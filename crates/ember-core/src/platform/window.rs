// Copyright 2025 eraflo
//
// Licensed under the Apache License, Version 2.0 (the "License");
// you may not use this file except in compliance with the License.
// You may obtain a copy of the License at
//
//     http://www.apache.org/licenses/LICENSE-2.0
//
// Unless required by applicable law or agreed to in writing, software
// distributed under the License is distributed on an "AS IS" BASIS,
// WITHOUT WARRANTIES OR CONDITIONS OF ANY KIND, either express or implied.
// See the License for the specific language governing permissions and
// limitations under the License.

use super::{InputSink, PlatformError};

/// A trait that abstracts the behavior of a window driven by the game loop.
///
/// Any windowing backend (Winit, SDL2, Glfw, a headless stub, etc.) can
/// implement this trait to be driven by the engine. All methods are called
/// from the thread running the render loop.
pub trait GameWindow {
    /// Makes the window's context current on the calling thread.
    ///
    /// Called once before the loop starts. A failure aborts startup.
    fn make_current(&mut self) -> Result<(), PlatformError>;

    /// Processes pending OS events, forwarding input to `sink`.
    fn poll_events(&mut self, sink: &dyn InputSink);

    /// Presents the frame that was just rendered.
    fn swap_buffers(&mut self);

    /// Whether the user or the OS asked the window to close.
    fn should_close(&self) -> bool;
}
// Copyright 2025 eraflo
//
// Licensed under the Apache License, Version 2.0 (the "License");
// you may not use this file except in compliance with the License.
// You may obtain a copy of the License at
//
//     http://www.apache.org/licenses/LICENSE-2.0
//
// Unless required by applicable law or agreed to in writing, software
// distributed under the License is distributed on an "AS IS" BASIS,
// WITHOUT WARRANTIES OR CONDITIONS OF ANY KIND, either express or implied.
// See the License for the specific language governing permissions and
// limitations under the License.

//! Concrete platform implementations of the `ember-core` window seam.

pub mod input;
pub mod window;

┄┄┄┄┄┄

(Exercise description)
Scan the records for the word "self" and copy every line where it is found.

(Response for this exercise)
    fn make_current(&mut self) -> Result<(), PlatformError>;
    fn poll_events(&mut self, sink: &dyn InputSink);
    fn swap_buffers(&mut self);
    fn should_close(&self) -> bool;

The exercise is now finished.